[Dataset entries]
----

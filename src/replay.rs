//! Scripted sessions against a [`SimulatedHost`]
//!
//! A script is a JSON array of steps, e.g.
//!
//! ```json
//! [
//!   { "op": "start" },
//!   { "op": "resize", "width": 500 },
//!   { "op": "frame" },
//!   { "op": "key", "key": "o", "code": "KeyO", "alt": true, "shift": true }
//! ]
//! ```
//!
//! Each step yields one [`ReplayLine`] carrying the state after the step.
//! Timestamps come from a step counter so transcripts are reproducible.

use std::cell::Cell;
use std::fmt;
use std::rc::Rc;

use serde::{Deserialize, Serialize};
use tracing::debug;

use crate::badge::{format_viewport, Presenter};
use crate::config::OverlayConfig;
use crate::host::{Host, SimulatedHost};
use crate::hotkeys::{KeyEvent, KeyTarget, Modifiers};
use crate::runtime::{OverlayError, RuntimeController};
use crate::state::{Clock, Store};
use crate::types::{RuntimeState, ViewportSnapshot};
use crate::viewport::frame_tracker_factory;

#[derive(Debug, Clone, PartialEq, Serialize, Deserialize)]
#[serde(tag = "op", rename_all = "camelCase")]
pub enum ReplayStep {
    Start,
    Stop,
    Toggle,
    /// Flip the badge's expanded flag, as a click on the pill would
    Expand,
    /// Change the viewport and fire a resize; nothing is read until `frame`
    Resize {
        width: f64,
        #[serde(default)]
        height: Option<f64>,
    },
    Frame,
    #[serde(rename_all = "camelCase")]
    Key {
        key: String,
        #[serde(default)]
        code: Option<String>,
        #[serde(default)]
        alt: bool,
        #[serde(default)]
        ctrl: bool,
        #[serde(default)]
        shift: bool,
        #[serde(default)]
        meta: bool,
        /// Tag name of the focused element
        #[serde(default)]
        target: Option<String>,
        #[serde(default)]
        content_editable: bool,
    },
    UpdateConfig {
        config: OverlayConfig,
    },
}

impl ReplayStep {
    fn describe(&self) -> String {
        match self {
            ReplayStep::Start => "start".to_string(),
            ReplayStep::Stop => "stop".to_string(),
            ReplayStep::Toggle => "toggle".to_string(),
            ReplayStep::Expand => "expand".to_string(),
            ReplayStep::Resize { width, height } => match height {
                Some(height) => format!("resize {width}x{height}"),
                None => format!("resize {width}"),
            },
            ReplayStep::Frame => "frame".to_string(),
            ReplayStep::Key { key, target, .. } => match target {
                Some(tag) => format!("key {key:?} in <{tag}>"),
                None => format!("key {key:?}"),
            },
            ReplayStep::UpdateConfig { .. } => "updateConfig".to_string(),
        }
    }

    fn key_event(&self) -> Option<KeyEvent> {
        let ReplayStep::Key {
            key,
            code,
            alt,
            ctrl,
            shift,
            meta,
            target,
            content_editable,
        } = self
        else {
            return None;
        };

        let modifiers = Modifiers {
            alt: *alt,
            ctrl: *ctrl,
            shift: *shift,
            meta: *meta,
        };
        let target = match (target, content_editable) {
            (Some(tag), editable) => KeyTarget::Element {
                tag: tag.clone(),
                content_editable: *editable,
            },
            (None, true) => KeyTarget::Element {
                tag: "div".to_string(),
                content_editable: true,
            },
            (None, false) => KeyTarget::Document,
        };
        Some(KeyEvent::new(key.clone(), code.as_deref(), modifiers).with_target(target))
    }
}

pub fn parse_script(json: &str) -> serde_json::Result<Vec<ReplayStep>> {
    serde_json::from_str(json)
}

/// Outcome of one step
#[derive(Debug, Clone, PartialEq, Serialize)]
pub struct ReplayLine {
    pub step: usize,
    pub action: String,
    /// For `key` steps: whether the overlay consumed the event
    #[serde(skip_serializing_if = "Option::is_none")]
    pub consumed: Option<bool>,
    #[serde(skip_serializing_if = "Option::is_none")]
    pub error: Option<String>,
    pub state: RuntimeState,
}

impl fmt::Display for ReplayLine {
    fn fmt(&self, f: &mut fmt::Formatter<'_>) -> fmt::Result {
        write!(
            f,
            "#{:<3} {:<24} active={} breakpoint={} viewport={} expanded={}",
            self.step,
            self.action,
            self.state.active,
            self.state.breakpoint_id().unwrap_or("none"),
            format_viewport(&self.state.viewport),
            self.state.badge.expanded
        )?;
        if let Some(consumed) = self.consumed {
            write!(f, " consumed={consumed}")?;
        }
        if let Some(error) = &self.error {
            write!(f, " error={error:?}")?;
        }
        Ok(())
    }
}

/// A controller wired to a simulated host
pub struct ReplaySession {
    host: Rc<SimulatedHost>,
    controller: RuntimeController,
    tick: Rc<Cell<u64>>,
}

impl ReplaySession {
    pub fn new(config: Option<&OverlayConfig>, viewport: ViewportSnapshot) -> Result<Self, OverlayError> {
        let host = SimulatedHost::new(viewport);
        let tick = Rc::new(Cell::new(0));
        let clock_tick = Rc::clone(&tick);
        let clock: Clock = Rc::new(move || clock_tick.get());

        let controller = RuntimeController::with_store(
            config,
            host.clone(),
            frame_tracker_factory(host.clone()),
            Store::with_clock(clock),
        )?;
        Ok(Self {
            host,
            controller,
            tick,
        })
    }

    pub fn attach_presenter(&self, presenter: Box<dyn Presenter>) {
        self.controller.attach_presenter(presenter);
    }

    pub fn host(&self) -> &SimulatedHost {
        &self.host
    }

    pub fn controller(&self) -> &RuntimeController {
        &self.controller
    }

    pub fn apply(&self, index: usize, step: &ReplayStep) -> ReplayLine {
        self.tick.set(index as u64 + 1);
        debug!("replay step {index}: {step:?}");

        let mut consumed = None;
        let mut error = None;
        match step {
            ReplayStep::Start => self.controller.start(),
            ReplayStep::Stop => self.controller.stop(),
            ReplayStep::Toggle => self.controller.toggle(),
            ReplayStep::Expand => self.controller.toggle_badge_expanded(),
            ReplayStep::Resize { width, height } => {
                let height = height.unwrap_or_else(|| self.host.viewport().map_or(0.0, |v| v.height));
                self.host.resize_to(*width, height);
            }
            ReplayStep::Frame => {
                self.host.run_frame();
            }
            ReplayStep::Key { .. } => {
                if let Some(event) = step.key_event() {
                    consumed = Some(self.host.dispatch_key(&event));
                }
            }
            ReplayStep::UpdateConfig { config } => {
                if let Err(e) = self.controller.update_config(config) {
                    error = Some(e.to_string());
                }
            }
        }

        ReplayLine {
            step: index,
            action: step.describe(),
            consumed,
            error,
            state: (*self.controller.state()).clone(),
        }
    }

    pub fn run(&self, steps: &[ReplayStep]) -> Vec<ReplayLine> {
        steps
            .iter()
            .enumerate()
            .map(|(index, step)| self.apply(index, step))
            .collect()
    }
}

----

**Prompt:** Copy each line of the data exactly, leaving nothing out.

**Exercise solution:**
filename src/replay.rs
//! Scripted sessions against a [`SimulatedHost`]
//!
//! A script is a JSON array of steps, e.g.
//!
//! ```json
//! [
//!   { "op": "start" },
//!   { "op": "resize", "width": 500 },
//!   { "op": "frame" },
//!   { "op": "key", "key": "o", "code": "KeyO", "alt": true, "shift": true }
//! ]
//! ```
//!
//! Each step yields one [`ReplayLine`] carrying the state after the step.
//! Timestamps come from a step counter so transcripts are reproducible.

use std::cell::Cell;
use std::fmt;
use std::rc::Rc;

use serde::{Deserialize, Serialize};
use tracing::debug;

use crate::badge::{format_viewport, Presenter};
use crate::config::OverlayConfig;
use crate::host::{Host, SimulatedHost};
use crate::hotkeys::{KeyEvent, KeyTarget, Modifiers};
use crate::runtime::{OverlayError, RuntimeController};
use crate::state::{Clock, Store};
use crate::types::{RuntimeState, ViewportSnapshot};
use crate::viewport::frame_tracker_factory;

#[derive(Debug, Clone, PartialEq, Serialize, Deserialize)]
#[serde(tag = "op", rename_all = "camelCase")]
pub enum ReplayStep {
    Start,
    Stop,
    Toggle,
    /// Flip the badge's expanded flag, as a click on the pill would
    Expand,
    /// Change the viewport and fire a resize; nothing is read until `frame`
    Resize {
        width: f64,
        #[serde(default)]
        height: Option<f64>,
    },
    Frame,
    #[serde(rename_all = "camelCase")]
    Key {
        key: String,
        #[serde(default)]
        code: Option<String>,
        #[serde(default)]
        alt: bool,
        #[serde(default)]
        ctrl: bool,
        #[serde(default)]
        shift: bool,
        #[serde(default)]
        meta: bool,
        /// Tag name of the focused element
        #[serde(default)]
        target: Option<String>,
        #[serde(default)]
        content_editable: bool,
    },
    UpdateConfig {
        config: OverlayConfig,
    },
}

impl ReplayStep {
    fn describe(&self) -> String {
        match self {
            ReplayStep::Start => "start".to_string(),
            ReplayStep::Stop => "stop".to_string(),
            ReplayStep::Toggle => "toggle".to_string(),
            ReplayStep::Expand => "expand".to_string(),
            ReplayStep::Resize { width, height } => match height {
                Some(height) => format!("resize {width}x{height}"),
                None => format!("resize {width}"),
            },
            ReplayStep::Frame => "frame".to_string(),
            ReplayStep::Key { key, target, .. } => match target {
                Some(tag) => format!("key {key:?} in <{tag}>"),
                None => format!("key {key:?}"),
            },
            ReplayStep::UpdateConfig { .. } => "updateConfig".to_string(),
        }
    }

    fn key_event(&self) -> Option<KeyEvent> {
        let ReplayStep::Key {
            key,
            code,
            alt,
            ctrl,
            shift,
            meta,
            target,
            content_editable,
        } = self
        else {
            return None;
        };

        let modifiers = Modifiers {
            alt: *alt,
            ctrl: *ctrl,
            shift: *shift,
            meta: *meta,
        };
        let target = match (target, content_editable) {
            (Some(tag), editable) => KeyTarget::Element {
                tag: tag.clone(),
                content_editable: *editable,
            },
            (None, true) => KeyTarget::Element {
                tag: "div".to_string(),
                content_editable: true,
            },
            (None, false) => KeyTarget::Document,
        };
        Some(KeyEvent::new(key.clone(), code.as_deref(), modifiers).with_target(target))
    }
}

pub fn parse_script(json: &str) -> serde_json::Result<Vec<ReplayStep>> {
    serde_json::from_str(json)
}

/// Outcome of one step
#[derive(Debug, Clone, PartialEq, Serialize)]
pub struct ReplayLine {
    pub step: usize,
    pub action: String,
    /// For `key` steps: whether the overlay consumed the event
    #[serde(skip_serializing_if = "Option::is_none")]
    pub consumed: Option<bool>,
    #[serde(skip_serializing_if = "Option::is_none")]
    pub error: Option<String>,
    pub state: RuntimeState,
}

impl fmt::Display for ReplayLine {
    fn fmt(&self, f: &mut fmt::Formatter<'_>) -> fmt::Result {
        write!(
            f,
            "#{:<3} {:<24} active={} breakpoint={} viewport={} expanded={}",
            self.step,
            self.action,
            self.state.active,
            self.state.breakpoint_id().unwrap_or("none"),
            format_viewport(&self.state.viewport),
            self.state.badge.expanded
        )?;
        if let Some(consumed) = self.consumed {
            write!(f, " consumed={consumed}")?;
        }
        if let Some(error) = &self.error {
            write!(f, " error={error:?}")?;
        }
        Ok(())
    }
}

/// A controller wired to a simulated host
pub struct ReplaySession {
    host: Rc<SimulatedHost>,
    controller: RuntimeController,
    tick: Rc<Cell<u64>>,
}

impl ReplaySession {
    pub fn new(config: Option<&OverlayConfig>, viewport: ViewportSnapshot) -> Result<Self, OverlayError> {
        let host = SimulatedHost::new(viewport);
        let tick = Rc::new(Cell::new(0));
        let clock_tick = Rc::clone(&tick);
        let clock: Clock = Rc::new(move || clock_tick.get());

        let controller = RuntimeController::with_store(
            config,
            host.clone(),
            frame_tracker_factory(host.clone()),
            Store::with_clock(clock),
        )?;
        Ok(Self {
            host,
            controller,
            tick,
        })
    }

    pub fn attach_presenter(&self, presenter: Box<dyn Presenter>) {
        self.controller.attach_presenter(presenter);
    }

    pub fn host(&self) -> &SimulatedHost {
        &self.host
    }

    pub fn controller(&self) -> &RuntimeController {
        &self.controller
    }

    pub fn apply(&self, index: usize, step: &ReplayStep) -> ReplayLine {
        self.tick.set(index as u64 + 1);
        debug!("replay step {index}: {step:?}");

        let mut consumed = None;
        let mut error = None;
        match step {
            ReplayStep::Start => self.controller.start(),
            ReplayStep::Stop => self.controller.stop(),
            ReplayStep::Toggle => self.controller.toggle(),
            ReplayStep::Expand => self.controller.toggle_badge_expanded(),
            ReplayStep::Resize { width, height } => {
                let height = height.unwrap_or_else(|| self.host.viewport().map_or(0.0, |v| v.height));
                self.host.resize_to(*width, height);
            }
            ReplayStep::Frame => {
                self.host.run_frame();
            }
            ReplayStep::Key { .. } => {
                if let Some(event) = step.key_event() {
                    consumed = Some(self.host.dispatch_key(&event));
                }
            }
            ReplayStep::UpdateConfig { config } => {
                if let Err(e) = self.controller.update_config(config) {
                    error = Some(e.to_string());
                }
            }
        }

        ReplayLine {
            step: index,
            action: step.describe(),
            consumed,
            error,
            state: (*self.controller.state()).clone(),
        }
    }

    pub fn run(&self, steps: &[ReplayStep]) -> Vec<ReplayLine> {
        steps
            .iter()
            .enumerate()
            .map(|(index, step)| self.apply(index, step))
            .collect()
    }
}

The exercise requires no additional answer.